Infos extracted from the resulting core file :

Core was generated by `nginx: master process /'.
Program terminated with signal 11, Segmentation fault.
#0  0x00007f9f30bed158 in __strncmp_sse42 () from /lib64/libc.so.6
(gdb) info threads
* 1 Thread 0x7f9f31d057c0 (LWP 14655)  0x00007f9f30bed158 in __strncmp_sse42 () from /lib64/libc.so.6
(gdb) bt
#0  0x00007f9f30bed158 in __strncmp_sse42 () from /lib64/libc.so.6
#1  0x0000000000483672 in ngx_http_upstream_check_find_shm_peer (shm_zone=0x1c36628, data=<value optimized out>)
    at /home/a090966/build/SOURCES/nginx/nginx_upstream_check_module-master/ngx_http_upstream_check_module.c:3995
#2  ngx_http_upstream_check_init_shm_zone (shm_zone=0x1c36628, data=<value optimized out>) at /home/a090966/build/SOURCES/nginx/nginx_upstream_check_module-master/ngx_http_upstream_check_module.c:3897
#3  0x0000000000414aee in ngx_init_cycle (old_cycle=0x1c3a3a0) at src/core/ngx_cycle.c:470
#4  0x00000000004242b2 in ngx_master_process_cycle (cycle=0x1c3a3a0) at src/os/unix/ngx_process_cycle.c:244
#5  0x00000000004082e4 in main (argc=<value optimized out>, argv=<value optimized out>) at src/core/nginx.c:407

Hope you can help !

anprevosto commented 9 years ago

Upstream configuration is very simple :

upstream t7 {
    server 10.70.8.20:8200;
    server 10.70.8.20:8204;
    check interval=10000 rise=2 fall=2 timeout=5000 type=http;
}
yaoweibin commented 9 years ago

OK. I will check this problem.

dmitry-saprykin commented 9 years ago

Hello,

I have also had the same problem and fixed it with following patch:

https://github.com/yaoweibin/nginx_upstream_check_module/pull/48

Kind regards, Dmitry Saprykin

On 5 December 2014 at 08:39, Weibin Yao(姚伟斌) notifications@github.com wrote:

OK. I will check this problem.

— Reply to this email directly or view it on GitHub https://github.com/yaoweibin/nginx_upstream_check_module/issues/46#issuecomment-65749763 .

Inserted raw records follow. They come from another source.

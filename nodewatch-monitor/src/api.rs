//! HTTP clients for the two node registries.
//!
//! - [`RemoteApi`]: the authoritative management API (Source A). Every request carries the
//!   operator bearer token; reads retry with exponential backoff.
//! - [`LocalApi`]: the management service running next to the monitor (Source B/C).
//!
//! The reconciler only sees the [`AuthoritativeSource`] and [`LocalRegistry`] traits.

use crate::backoff;
use crate::models::{NodeDetailBody, NodeId, NodeListBody, NodeRecord};
use reqwest::header::{HeaderMap, HeaderValue, AUTHORIZATION};
use reqwest::{Client, Response};
use serde::de::DeserializeOwned;
use std::time::Duration;
use tracing::{debug, warn};

#[derive(Debug, thiserror::Error)]
pub enum ApiError {
    #[error("cannot build HTTP client: {0}")]
    Client(#[source] reqwest::Error),
    #[error("request to {url} failed: {source}")]
    Transport {
        url: String,
        #[source]
        source: reqwest::Error,
    },
    #[error("{url} answered {status}: {body}")]
    Status { url: String, status: u16, body: String },
    #[error("unexpected body from {url}: {source}")]
    Decode {
        url: String,
        #[source]
        source: serde_json::Error,
    },
    #[error("bearer token contains characters not allowed in a header")]
    InvalidToken,
}

impl ApiError {
    /// Transport errors, 5xx and 429 are worth another attempt.
    pub fn is_retryable(&self) -> bool {
        match self {
            ApiError::Transport { .. } => true,
            ApiError::Status { status, .. } => *status >= 500 || *status == 429,
            _ => false,
        }
    }
}

/// Turns a response into `T`, keeping the body text of non-2xx answers.
pub(crate) async fn read_json<T: DeserializeOwned>(url: &str, resp: Response) -> Result<T, ApiError> {
    let status = resp.status();
    let bytes = resp.bytes().await.map_err(|source| ApiError::Transport {
        url: url.to_string(),
        source,
    })?;
    if !status.is_success() {
        return Err(ApiError::Status {
            url: url.to_string(),
            status: status.as_u16(),
            body: String::from_utf8_lossy(&bytes).into_owned(),
        });
    }
    serde_json::from_slice(&bytes).map_err(|source| ApiError::Decode {
        url: url.to_string(),
        source,
    })
}

async fn expect_success(url: &str, resp: Response) -> Result<(), ApiError> {
    let status = resp.status();
    if status.is_success() {
        return Ok(());
    }
    let body = resp.text().await.unwrap_or_default();
    Err(ApiError::Status {
        url: url.to_string(),
        status: status.as_u16(),
        body,
    })
}

fn transport(url: &str) -> impl FnOnce(reqwest::Error) -> ApiError + '_ {
    move |source| ApiError::Transport {
        url: url.to_string(),
        source,
    }
}

#[allow(async_fn_in_trait)]
pub trait AuthoritativeSource {
    async fn fetch_nodes(&self) -> Result<Vec<NodeRecord>, ApiError>;
    async fn fetch_node(&self, id: NodeId) -> Result<NodeRecord, ApiError>;
}

#[allow(async_fn_in_trait)]
pub trait LocalRegistry {
    async fn fetch_nodes(&self) -> Result<Vec<NodeRecord>, ApiError>;
    async fn create_node(&self, node: &NodeRecord) -> Result<(), ApiError>;
    async fn update_node(&self, node: &NodeRecord) -> Result<(), ApiError>;
    async fn delete_node(&self, id: NodeId) -> Result<(), ApiError>;
}

#[derive(Clone)]
pub struct RemoteApi {
    base_url: String,
    client: Client,
    max_retries: u32,
    backoff_unit: Duration,
}

impl RemoteApi {
    pub fn new(base_url: &str, jwt_token: &str, timeout: Duration) -> Result<Self, ApiError> {
        let mut auth = HeaderValue::from_str(&format!("Bearer {jwt_token}")).map_err(|_| ApiError::InvalidToken)?;
        auth.set_sensitive(true);
        let mut headers = HeaderMap::new();
        headers.insert(AUTHORIZATION, auth);

        let client = Client::builder()
            .default_headers(headers)
            .timeout(timeout)
            .build()
            .map_err(ApiError::Client)?;

        Ok(Self {
            base_url: base_url.trim_end_matches('/').to_string(),
            client,
            max_retries: 3,
            backoff_unit: Duration::from_secs(1),
        })
    }

    pub fn with_retries(mut self, max_retries: u32, backoff_unit: Duration) -> Self {
        self.max_retries = max_retries;
        self.backoff_unit = backoff_unit;
        self
    }

    async fn get_json<T: DeserializeOwned>(&self, route: &str) -> Result<T, ApiError> {
        let url = format!("{}{}", self.base_url, route);
        let mut attempt = 0;
        loop {
            let outcome = match self.client.get(&url).send().await {
                Ok(resp) => read_json(&url, resp).await,
                Err(source) => Err(transport(&url)(source)),
            };
            match outcome {
                Ok(value) => return Ok(value),
                Err(e) if e.is_retryable() && attempt < self.max_retries => {
                    let delay = backoff::delay_for(attempt, self.backoff_unit);
                    warn!(%url, attempt = attempt + 1, ?delay, error = %e, "remote read failed, retrying");
                    tokio::time::sleep(delay).await;
                    attempt += 1;
                }
                Err(e) => return Err(e),
            }
        }
    }

    /// `GET /api/nodes/all`
    pub async fn list_nodes(&self) -> Result<Vec<NodeRecord>, ApiError> {
        let body: NodeListBody = self.get_json("/api/nodes/all").await?;
        let nodes = body.into_nodes();
        debug!(count = nodes.len(), "remote nodes fetched");
        Ok(nodes)
    }

    /// `GET /api/nodes/{id}`, the only place the report token is exposed.
    pub async fn node_detail(&self, id: NodeId) -> Result<NodeRecord, ApiError> {
        let body: NodeDetailBody = self.get_json(&format!("/api/nodes/{id}")).await?;
        Ok(body.node)
    }
}

impl AuthoritativeSource for RemoteApi {
    async fn fetch_nodes(&self) -> Result<Vec<NodeRecord>, ApiError> {
        self.list_nodes().await
    }

    async fn fetch_node(&self, id: NodeId) -> Result<NodeRecord, ApiError> {
        self.node_detail(id).await
    }
}

#[derive(Clone)]
pub struct LocalApi {
    base_url: String,
    client: Client,
}

impl LocalApi {
    pub fn new(base_url: &str, timeout: Duration) -> Result<Self, ApiError> {
        let client = Client::builder().timeout(timeout).build().map_err(ApiError::Client)?;
        Ok(Self {
            base_url: base_url.trim_end_matches('/').to_string(),
            client,
        })
    }

    pub fn health_url(&self) -> String {
        format!("{}/health", self.base_url)
    }

    /// `GET /health` answers 2xx
    pub async fn health(&self) -> bool {
        match self.client.get(self.health_url()).send().await {
            Ok(resp) => resp.status().is_success(),
            Err(_) => false,
        }
    }

    pub async fn list_nodes(&self) -> Result<Vec<NodeRecord>, ApiError> {
        let url = format!("{}/api/nodes", self.base_url);
        let resp = self.client.get(&url).send().await.map_err(transport(&url))?;
        let body: NodeListBody = read_json(&url, resp).await?;
        Ok(body.into_nodes())
    }

    pub async fn create_node(&self, node: &NodeRecord) -> Result<(), ApiError> {
        let url = format!("{}/api/nodes", self.base_url);
        let resp = self
            .client
            .post(&url)
            .json(&node.without_credentials())
            .send()
            .await
            .map_err(transport(&url))?;
        expect_success(&url, resp).await
    }

    pub async fn update_node(&self, node: &NodeRecord) -> Result<(), ApiError> {
        let url = format!("{}/api/nodes/{}", self.base_url, node.id);
        let resp = self
            .client
            .put(&url)
            .json(&node.without_credentials())
            .send()
            .await
            .map_err(transport(&url))?;
        expect_success(&url, resp).await
    }

    pub async fn delete_node(&self, id: NodeId) -> Result<(), ApiError> {
        let url = format!("{}/api/nodes/{}", self.base_url, id);
        let resp = self.client.delete(&url).send().await.map_err(transport(&url))?;
        expect_success(&url, resp).await
    }
}

impl LocalRegistry for LocalApi {
    async fn fetch_nodes(&self) -> Result<Vec<NodeRecord>, ApiError> {
        self.list_nodes().await
    }

    async fn create_node(&self, node: &NodeRecord) -> Result<(), ApiError> {
        LocalApi::create_node(self, node).await
    }

    async fn update_node(&self, node: &NodeRecord) -> Result<(), ApiError> {
        LocalApi::update_node(self, node).await
    }

    async fn delete_node(&self, id: NodeId) -> Result<(), ApiError> {
        LocalApi::delete_node(self, id).await
    }
}

#[cfg(test)]
mod tests {
    use super::*;
    use nodewatch_devkit::fixtures::{node_body, nodes_body, NodeBuilder};
    use nodewatch_devkit::TestHarness;
    use serde_json::{json, Value};
    use wiremock::matchers::{header, method, path};
    use wiremock::{Mock, ResponseTemplate};

    const TIMEOUT: Duration = Duration::from_secs(5);

    #[tokio::test]
    async fn test_remote_list_sends_bearer() {
        let h = TestHarness::start().await;
        Mock::given(method("GET"))
            .and(path("/api/nodes/all"))
            .and(header("authorization", "Bearer jwt-1"))
            .respond_with(ResponseTemplate::new(200).set_body_json(nodes_body(vec![
                NodeBuilder::new(1, "hk-1").connection("tcp", "10.0.0.1", 11010).build(),
            ])))
            .expect(1)
            .mount(&h.remote)
            .await;

        let api = RemoteApi::new(&format!("{}/", h.remote_url()), "jwt-1", TIMEOUT).unwrap();
        let nodes = api.list_nodes().await.unwrap();
        assert_eq!(nodes.len(), 1);
        assert_eq!(nodes[0].name, "hk-1");
    }

    #[tokio::test]
    async fn test_remote_list_keeps_good_records_around_a_bad_one() {
        let h = TestHarness::start().await;
        h.mount_remote_nodes(vec![
            NodeBuilder::new(1, "hk-1").connection("tcp", "10.0.0.1", 11010).build(),
            json!({"id": 2, "node_name": "broken", "tier_bandwidth": "fast"}),
            NodeBuilder::new(3, "hk-3").build(),
        ])
        .await;

        let api = RemoteApi::new(&h.remote_url(), "jwt", TIMEOUT).unwrap();
        let names: Vec<String> = api.list_nodes().await.unwrap().into_iter().map(|n| n.name).collect();
        assert_eq!(names, vec!["hk-1", "hk-3"]);
    }

    #[tokio::test]
    async fn test_remote_detail_carries_token() {
        let h = TestHarness::start().await;
        Mock::given(method("GET"))
            .and(path("/api/nodes/9"))
            .respond_with(ResponseTemplate::new(200).set_body_json(node_body(
                NodeBuilder::new(9, "n9").token("tok-9").build(),
            )))
            .mount(&h.remote)
            .await;

        let api = RemoteApi::new(&h.remote_url(), "jwt", TIMEOUT).unwrap();
        let node = api.node_detail(9).await.unwrap();
        assert_eq!(node.report_token.as_deref(), Some("tok-9"));
    }

    #[tokio::test]
    async fn test_remote_read_retries_server_errors() {
        let h = TestHarness::start().await;
        Mock::given(method("GET"))
            .and(path("/api/nodes/all"))
            .respond_with(ResponseTemplate::new(503))
            .up_to_n_times(2)
            .mount(&h.remote)
            .await;
        h.mount_remote_nodes(vec![NodeBuilder::new(1, "a").build()]).await;

        let api = RemoteApi::new(&h.remote_url(), "jwt", TIMEOUT)
            .unwrap()
            .with_retries(3, Duration::from_millis(1));
        assert_eq!(api.list_nodes().await.unwrap().len(), 1);
        assert_eq!(TestHarness::requests_to(&h.remote, "GET", "/api/nodes/all").await.len(), 3);
    }

    #[tokio::test]
    async fn test_remote_client_errors_are_not_retried() {
        let h = TestHarness::start().await;
        Mock::given(method("GET"))
            .and(path("/api/nodes/all"))
            .respond_with(ResponseTemplate::new(401).set_body_json(json!({"error": "unauthorized"})))
            .expect(1)
            .mount(&h.remote)
            .await;

        let api = RemoteApi::new(&h.remote_url(), "jwt", TIMEOUT)
            .unwrap()
            .with_retries(3, Duration::from_millis(1));
        match api.list_nodes().await {
            Err(ApiError::Status { status, body, .. }) => {
                assert_eq!(status, 401);
                assert!(body.contains("unauthorized"));
            }
            other => panic!("unexpected: {other:?}"),
        }
    }

    #[test]
    fn test_header_injection_rejected() {
        assert!(matches!(
            RemoteApi::new("http://x", "bad\ntoken", TIMEOUT),
            Err(ApiError::InvalidToken)
        ));
    }

    #[tokio::test]
    async fn test_local_bare_list_and_writes() {
        let h = TestHarness::start().await;
        Mock::given(method("GET"))
            .and(path("/api/nodes"))
            .respond_with(ResponseTemplate::new(200).set_body_json(json!([
                {"id": 3, "name": "n3", "connections": "[]"}
            ])))
            .mount(&h.local)
            .await;
        h.mount_local_writes().await;

        let api = LocalApi::new(&h.local_url(), TIMEOUT).unwrap();
        let nodes = api.list_nodes().await.unwrap();
        assert_eq!(nodes[0].name, "n3");

        let mut node = NodeRecord::new(5, "n5");
        node.report_token = Some("secret".into());
        api.create_node(&node).await.unwrap();
        api.update_node(&node).await.unwrap();
        api.delete_node(3).await.unwrap();

        assert_eq!(
            h.local_writes().await,
            vec!["POST /api/nodes", "PUT /api/nodes/5", "DELETE /api/nodes/3"]
        );
        let created = TestHarness::requests_to(&h.local, "POST", "/api/nodes").await;
        let body: Value = created[0].body_json().unwrap();
        assert_eq!(body["node_name"], "n5");
        assert!(body.get("report_token").is_none());
    }

    #[tokio::test]
    async fn test_local_health() {
        let h = TestHarness::start().await;
        let api = LocalApi::new(&h.local_url(), TIMEOUT).unwrap();
        assert!(!api.health().await);
        h.mount_local_health().await;
        assert!(api.health().await);
    }
}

JonathanSerafini commented 9 years ago

Same issue here, with nginx-1.7.4, nginx_upstream_check_module-0.3.0, and the check_1.7.2+.patch patch applied. Patching with diff generated from PR48 does not seem to have resolved the issue.

Nginx starts up correctly, however a few reloads will cause it to segfault. Error log seems to print out : segfault at 11 ip 00007f976562ffd0 sp 00007fffc59b8d78 error 4 in libc-2.19.so[7f97654ee000+1bb000]

JonathanSerafini commented 9 years ago

Just tested nginx-1.7.8, nginx_upstream_check_module-master, check_1.7.5+ as well as PR48 combo and that seems to have resolved the issue on this end.

yaoweibin commented 9 years ago

I have merged PR48. It seems OK for me. I'm traveling out these days. I will test the issue you said. Than k you.

JonathanSerafini commented 9 years ago

Awesome, thanks a bunch !

yaoweibin commented 9 years ago

I will close this issue. Keep using the newest nginx version.

Thank you all.

gstaples commented 9 years ago

This is still an issue here. I'm getting that exact same backtrace as anprevosto with nginx-1.7.9 and this module updated today. I double and triple checked that I was actually using check-1.7.5+.patch.

I've pasted a full backtrace: http://pastebin.com/DrK52J2A

Can you take another look?

gstaples commented 9 years ago

Just a tad more info: (gdb) print peer_shm->upstream_name->data $6 = (u_char *) 0x1000 <Address 0x1000 out of bounds>

That's in ngx_http_upstream_check_find_shm_peer(), one frame up from the strncpy that segfaults.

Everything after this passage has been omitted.